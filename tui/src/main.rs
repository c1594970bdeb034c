//! Agent TUI Entry Point
//!
//! Launches the terminal front-end for a real-time voice agent.
//!
//! Usage:
//!   agent-tui [OPTIONS]
//!
//! Options:
//!   --agent-name <NAME>          Agent dispatched into the room
//!   --sandbox-id <ID>            Sandbox id for the config and token endpoints
//!   --config <PATH>              Branding file (default: $XDG_CONFIG_HOME/voice-agent/app.toml)
//!   --agent-join-timeout <SECS>  How long to wait for the agent after connecting
//!   --offline                    Talk to the built-in loopback echo agent
//!
//! Only the loopback room ships with this binary, so `--offline` is required.
//!
//! Logs go to `$XDG_CACHE_HOME/voice-agent/agent-tui.log`; set `RUST_LOG` to
//! change the level.

use std::io::{self, IsTerminal};
use std::panic;
use std::path::PathBuf;
use std::sync::Arc;
use std::time::Duration;

use clap::Parser;
use crossterm::{
    event::{DisableMouseCapture, EnableMouseCapture},
    execute,
    terminal::{
        disable_raw_mode, enable_raw_mode, EnterAlternateScreen, LeaveAlternateScreen, SetTitle,
    },
};
use ratatui::backend::CrosstermBackend;
use ratatui::Terminal;
use tracing_subscriber::{layer::SubscriberExt, util::SubscriberInitExt, EnvFilter};

use agent_core::config::{default_config_path, ConfigLoader, ConfigOverrides, EnvSettings};
use agent_core::room::InProcessRoom;
use agent_core::theme::detect_system_scheme;
use agent_core::token::token_source_from_settings;
use agent_core::{SessionOptions, ThemeController, ThemeStore};

use agent_tui::session_client::SessionClient;
use agent_tui::App;

#[derive(Debug, Parser)]
#[command(name = "agent-tui", version, about = "Talk to a voice agent from the terminal")]
struct Cli {
    /// Agent dispatched into the room
    #[arg(long)]
    agent_name: Option<String>,

    /// Sandbox id for the config and token endpoints
    #[arg(long)]
    sandbox_id: Option<String>,

    /// Branding config file
    #[arg(long, env = "AGENT_CONFIG_FILE")]
    config: Option<PathBuf>,

    /// Seconds to wait for the agent after connecting
    #[arg(long)]
    agent_join_timeout: Option<u64>,

    /// Use the built-in loopback room with an echo agent
    #[arg(long, env = "AGENT_OFFLINE")]
    offline: bool,
}

impl Cli {
    /// The room to drive; the loopback is never picked implicitly
    fn room(&self) -> anyhow::Result<InProcessRoom> {
        if !self.offline {
            anyhow::bail!(
                "no media-server transport is built in; \
                 run with --offline to use the loopback echo agent"
            );
        }
        Ok(InProcessRoom::default())
    }
}

#[tokio::main]
async fn main() -> anyhow::Result<()> {
    let cli = Cli::parse();
    let log_path = init_logging();
    let room = cli.room()?;

    if !io::stdin().is_terminal() || !io::stdout().is_terminal() {
        eprintln!("Error: agent-tui requires a terminal (TTY)");
        eprintln!();
        eprintln!("Run it interactively, or use `agent-token` for scripted access.");
        std::process::exit(1);
    }

    // Config and theme resolve before the first frame
    let settings = EnvSettings::from_env();
    let mut overrides = ConfigOverrides::new();
    if let Some(name) = cli.agent_name {
        overrides = overrides.with_agent_name(name);
    }
    if let Some(id) = cli.sandbox_id {
        overrides = overrides.with_sandbox_id(id);
    }
    let loaded = ConfigLoader::new(settings.clone())
        .with_file(cli.config.or_else(default_config_path))
        .with_overrides(overrides)
        .load()
        .await;
    tracing::info!(source = %loaded.source, "Configuration ready");

    let tokens = token_source_from_settings(&settings, &loaded.config)?;
    let theme = ThemeController::load(
        ThemeStore::new(),
        detect_system_scheme(|key| std::env::var(key).ok()),
    )
    .await;

    let mut options = SessionOptions::default();
    if let Some(secs) = cli.agent_join_timeout {
        options.agent_join_timeout = Duration::from_secs(secs);
    }
    let client = SessionClient::with_options(
        Arc::new(room),
        tokens,
        Arc::clone(&loaded.config),
        options,
    );
    let mut app = App::new(client, Arc::clone(&loaded.config), theme);

    // Set up panic hook to restore terminal
    let original_hook = panic::take_hook();
    panic::set_hook(Box::new(move |panic_info| {
        let _ = disable_raw_mode();
        let _ = execute!(io::stdout(), DisableMouseCapture, LeaveAlternateScreen);
        original_hook(panic_info);
    }));

    // Initialize terminal
    enable_raw_mode()?;
    let mut stdout = io::stdout();
    execute!(
        stdout,
        EnterAlternateScreen,
        EnableMouseCapture,
        SetTitle(&loaded.config.page_title)
    )?;
    let backend = CrosstermBackend::new(stdout);
    let mut terminal = Terminal::new(backend)?;
    terminal.clear()?;

    // Run the app
    let result = app.run(&mut terminal).await;
    app.shutdown().await;

    // Restore terminal
    disable_raw_mode()?;
    execute!(
        terminal.backend_mut(),
        DisableMouseCapture,
        LeaveAlternateScreen
    )?;
    terminal.show_cursor()?;

    if let Err(e) = &result {
        tracing::error!(error = %e, "TUI exited with an error");
        if let Some(path) = log_path {
            eprintln!("See {} for details", path.display());
        }
    }

    // Propagate any errors
    result
}

/// Log to a file so the alternate screen stays clean
fn init_logging() -> Option<PathBuf> {
    let dir = dirs::cache_dir()?.join("voice-agent");
    std::fs::create_dir_all(&dir).ok()?;
    let path = dir.join("agent-tui.log");
    let file = std::fs::OpenOptions::new()
        .create(true)
        .append(true)
        .open(&path)
        .ok()?;

    let filter = EnvFilter::try_from_default_env()
        .unwrap_or_else(|_| EnvFilter::new("agent_core=info,agent_tui=info"));
    tracing_subscriber::registry()
        .with(
            tracing_subscriber::fmt::layer()
                .with_writer(std::sync::Mutex::new(file))
                .with_ansi(false)
                .with_target(true),
        )
        .with(filter)
        .init();
    Some(path)
}

#[cfg(test)]
mod tests {
    use super::*;

    #[test]
    fn test_loopback_requires_offline_flag() {
        let cli = Cli::try_parse_from(["agent-tui"]).expect("valid args");
        let err = cli.room().expect_err("loopback must be opt-in");
        assert!(err.to_string().contains("--offline"));

        let cli = Cli::try_parse_from(["agent-tui", "--offline"]).expect("valid args");
        assert!(cli.room().is_ok());
    }
}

________

## Assigned task:
Look through the entries for the string "layer". Every line that has it belongs in the answer.

## Solution to this problem:
use tracing_subscriber::{layer::SubscriberExt, util::SubscriberInitExt, EnvFilter};
            tracing_subscriber::fmt::layer()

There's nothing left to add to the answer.